CORNING -- A local health organization needs volunteers to help with the skyrocketing number of people in the Southern Tier who don't have health insurance.
     There are now an estimated 22,000 people without health insurance in Chemung, Schulyer, and Steuben Counties, and Health Ministry of the Southern Tier needs more volunteers to help those people.
     “Quite honestly, I'd be dead.  There are no two ways about it,” said Sal Tangorre.
     Tangorre is a self-employed photographer who lived without health insurance for 17 years.
     “I wasn't getting sick, I felt it was a waste of money,” he said.
     But diabetes was quietly killing Tangorre.  He didn't know about it until he came to the Health Ministry of the Southern Tier.  The volunteer-based clinic provides medical care to the uninsured.
     Health Ministry started at the old St. Patrick's rectory a dozen years ago.  Since then, the need has grown so great, it now has four locations throughout Chemung, Schuyler, and Steuben Counties…the office with the fastest growing need is in Corning.
     “We didn't know it would get so big.  We would have hoped there would be a solution to health care by now,” said founder Patti Gilchrist.
     Gilchrist says the United States needs health care reform now.
     “Since 1997, what we've done is doing something about it.  We're not talking about it. We're just doing it,” said Gilchrist.
     “We've got people that if I don't see them or one of the other providers don't see them in the clinic, they don't get seen,” said Jeff Hoffman.

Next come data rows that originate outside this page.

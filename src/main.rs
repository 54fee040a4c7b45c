// src/main.rs
//
// Driver for the three-condition field comparison movie.
//
// Outputs are written to `runs/` (or the directory given via `out=`).
//
// Examples:
//
//   cargo run --release
//       -> reads control/Ex.txt, constructive/Ex.txt, destructive/Ex.txt,
//          columns 2000..4000, writes snapshots and live_plot_comparison.mp4.
//
//   cargo run --release -- data=sim_out component=Ey start=1000 end=3000 probe=250
//       -> same comparison for another field component and window.
//
//   cargo run --release -- config=compare.json frames=200 nomovie
//       -> settings from a JSON file, first 200 frames, snapshots only.
//
// Typical outputs (per run directory):
//   runs/<run_id>/
//     ├── config.json
//     ├── frames/frame_*.png        (first 30 frames, then every 10th)
//     ├── probe_trace.csv
//     ├── probe_trace.png
//     └── live_plot_comparison.mp4  (unless `nomovie`)

use std::env;
use std::error::Error;
use std::fs::create_dir_all;
use std::path::PathBuf;
use std::time::{SystemTime, UNIX_EPOCH};

use tracing_subscriber::EnvFilter;

use field_compare::animation;
use field_compare::condition::Condition;
use field_compare::config::{CompareConfig, InputConfig};

fn print_usage() {
    eprintln!(
        r#"Usage:
  field-compare [config=FILE.json]
                [data=DIR] [component=NAME]
                [control=FILE] [constructive=FILE] [destructive=FILE]
                [start=N] [end=N] [probe=N] [ymin=VAL] [ymax=VAL]
                [width=PX] [height=PX] [frames=N]
                [fps=N] [ffmpeg=PATH] [nomovie]
                [out=DIR] [run=RUN_ID] [verbose]

Notes:
  - Inputs are plain-text arrays: one snapshot per line, whitespace separated.
  - Default inputs are <data>/<condition>/<component>.txt with data=. component=Ex.
  - start/end select the column window; probe is relative to the window start.
  - Snapshots: frames 0..29, then every 10th frame.
"#
    );
}

/// `verbose` forces debug level, otherwise RUST_LOG or info.
fn log_filter(verbose: bool) -> EnvFilter {
    if verbose {
        EnvFilter::new("debug")
    } else {
        EnvFilter::try_from_default_env().unwrap_or_else(|_| EnvFilter::new("info"))
    }
}

fn init_logging(verbose: bool) {
    let _ = tracing_subscriber::fmt()
        .with_env_filter(log_filter(verbose))
        .with_writer(std::io::stderr)
        .with_target(false)
        .without_time()
        .try_init();
}

fn sanitize_run_id(s: &str) -> String {
    s.chars()
        .map(|c| {
            if c.is_ascii_alphanumeric() || c == '_' || c == '-' || c == '.' {
                c
            } else {
                '_'
            }
        })
        .collect()
}

fn default_run_id() -> String {
    let now = SystemTime::now()
        .duration_since(UNIX_EPOCH)
        .unwrap_or_else(|_| std::time::Duration::from_secs(0));
    format!("{}{:03}_compare", now.as_secs(), now.subsec_millis())
}

fn unique_run_dir(out_root: &str, run_id: &str) -> PathBuf {
    let base = PathBuf::from(out_root);
    let mut dir = base.join(run_id);
    if !dir.exists() {
        return dir;
    }
    for k in 1..1000 {
        let cand = base.join(format!("{}_{}", run_id, k));
        if !cand.exists() {
            dir = cand;
            break;
        }
    }
    dir
}

fn parse_or_warn<T: std::str::FromStr>(key: &str, v: &str) -> Option<T> {
    match v.trim().parse::<T>() {
        Ok(x) => Some(x),
        Err(_) => {
            eprintln!("Warning: could not parse {key} value '{v}', ignoring");
            None
        }
    }
}

fn main() -> Result<(), Box<dyn Error>> {
    let argv: Vec<String> = env::args().collect();

    let mut verbose = false;
    let mut config_path: Option<PathBuf> = None;

    // Input overrides
    let mut data_dir: Option<PathBuf> = None;
    let mut component: Option<String> = None;
    let mut path_overrides: Vec<(Condition, PathBuf)> = Vec::new();

    // Window / plot overrides
    let mut start_override: Option<usize> = None;
    let mut end_override: Option<usize> = None;
    let mut probe_override: Option<usize> = None;
    let mut ymin_override: Option<f64> = None;
    let mut ymax_override: Option<f64> = None;
    let mut width_override: Option<u32> = None;
    let mut height_override: Option<u32> = None;
    let mut frames_override: Option<usize> = None;

    // Movie overrides
    let mut fps_override: Option<u32> = None;
    let mut ffmpeg_override: Option<PathBuf> = None;
    let mut no_movie = false;

    // Output controls
    let mut out_root_override: Option<String> = None;
    let mut run_id_override: Option<String> = None;

    for arg in argv.iter().skip(1) {
        if arg == "-h" || arg == "--help" || arg == "help" {
            print_usage();
            return Ok(());
        }
        if arg == "verbose" || arg == "-v" {
            verbose = true;
            continue;
        }
        if arg == "nomovie" {
            no_movie = true;
            continue;
        }

        let Some((key, value)) = arg.split_once('=') else {
            eprintln!("Warning: ignoring unknown argument '{arg}'");
            continue;
        };

        if let Some(condition) = Condition::from_arg(key) {
            path_overrides.push((condition, PathBuf::from(value)));
            continue;
        }

        match key {
            "config" => config_path = Some(PathBuf::from(value)),
            "data" => data_dir = Some(PathBuf::from(value)),
            "component" => component = Some(value.to_string()),
            "start" => start_override = parse_or_warn(key, value),
            "end" => end_override = parse_or_warn(key, value),
            "probe" => probe_override = parse_or_warn(key, value),
            "ymin" => ymin_override = parse_or_warn(key, value),
            "ymax" => ymax_override = parse_or_warn(key, value),
            "width" => width_override = parse_or_warn(key, value),
            "height" => height_override = parse_or_warn(key, value),
            "frames" => frames_override = parse_or_warn(key, value),
            "fps" => fps_override = parse_or_warn(key, value),
            "ffmpeg" => ffmpeg_override = Some(PathBuf::from(value)),
            "out" => out_root_override = Some(value.to_string()),
            "run" => run_id_override = Some(value.to_string()),
            _ => eprintln!("Warning: ignoring unknown argument '{arg}'"),
        }
    }

    init_logging(verbose);

    let mut cfg = match &config_path {
        Some(p) => CompareConfig::from_json_file(p)?,
        None => CompareConfig::default(),
    };

    // Apply overrides
    if data_dir.is_some() || component.is_some() {
        let dir = data_dir.unwrap_or_else(|| PathBuf::from("."));
        let comp = component.unwrap_or_else(|| "Ex".to_string());
        cfg.inputs = InputConfig::from_data_dir(&dir, &comp);
    }
    for (condition, path) in path_overrides {
        cfg.inputs.set_path(condition, path);
    }
    if let Some(v) = start_override {
        cfg.window.start = v;
    }
    if let Some(v) = end_override {
        cfg.window.end = v;
    }
    if let Some(v) = probe_override {
        cfg.plot.probe = v;
    }
    if let Some(v) = ymin_override {
        cfg.plot.y_min = v;
    }
    if let Some(v) = ymax_override {
        cfg.plot.y_max = v;
    }
    if let Some(v) = width_override {
        cfg.plot.width = v;
    }
    if let Some(v) = height_override {
        cfg.plot.height = v;
    }
    if frames_override.is_some() {
        cfg.max_frames = frames_override;
    }
    if let Some(v) = fps_override {
        cfg.movie.fps = v;
    }
    if let Some(v) = ffmpeg_override {
        cfg.movie.ffmpeg = v;
    }
    if no_movie {
        cfg.movie.enabled = false;
    }

    cfg.validate()?;

    // -------- output directory setup --------
    let out_root = out_root_override.unwrap_or_else(|| "runs".to_string());
    create_dir_all(&out_root)?;

    let run_id = sanitize_run_id(&run_id_override.unwrap_or_else(default_run_id));
    let run_dir = unique_run_dir(&out_root, &run_id);
    create_dir_all(&run_dir)?;
    cfg.write_to_dir(&run_dir)?;

    println!("--- field-compare run config ---");
    println!("run_dir: {}", run_dir.to_string_lossy());
    for condition in Condition::ALL {
        println!(
            "{:<13} {}",
            format!("{}:", condition.as_str()),
            cfg.inputs.path(condition).display()
        );
    }
    println!(
        "window:       columns {}..{}  probe={}  y=[{}, {}]",
        cfg.window.start, cfg.window.end, cfg.plot.probe, cfg.plot.y_min, cfg.plot.y_max
    );
    println!(
        "image:        {}x{} px  snapshots: first {} then every {}",
        cfg.plot.width, cfg.plot.height, cfg.snapshots.dense_prefix, cfg.snapshots.stride
    );
    if cfg.movie.enabled {
        println!(
            "movie:        {} fps={} codec={} ({})",
            cfg.movie.file_name,
            cfg.movie.fps,
            cfg.movie.codec,
            cfg.movie.ffmpeg.display()
        );
    } else {
        println!("movie:        disabled");
    }
    println!("--------------------------------");

    println!("Generating a live plot for the start ...");
    let summary = animation::run(&cfg, &run_dir)?;

    println!(
        "Rendered {} frames, saved {} snapshots to {}",
        summary.frames,
        summary.snapshots,
        summary.frames_dir.to_string_lossy()
    );
    println!("Probe trace: {}", summary.probe_trace.to_string_lossy());
    match &summary.movie {
        Some(movie) => {
            println!("Live plot successfully finished and saved as video!!");
            println!("Saved movie to {}", movie.to_string_lossy());
        }
        None if cfg.movie.enabled => eprintln!("Could not create movie; snapshots were kept."),
        None => println!("Movie generation skipped ('nomovie')."),
    }

    println!("Done. Outputs in {}", run_dir.to_string_lossy());
    Ok(())
}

     By day, Hoffman is an Episcopal priest -- but once a week, he volunteers his time at Health Ministry as a physician's assistant.
     Hoffman says at the end of the day he feels tired yet fulfilled.
     Hoffman and the folks at Health Ministry helped Tangorre eventually find his own health care provider.
     Tangorre says he'll always be grateful for health ministry's services.
     “What they do is from the heart. They're non-paid people giving their time to give back,” said Tangorre.
     Health Ministry officials estimate they're only reaching less than five percent of the area's uninsured.
     They need volunteer MD’s, physician's assistants, and nurse practitioners.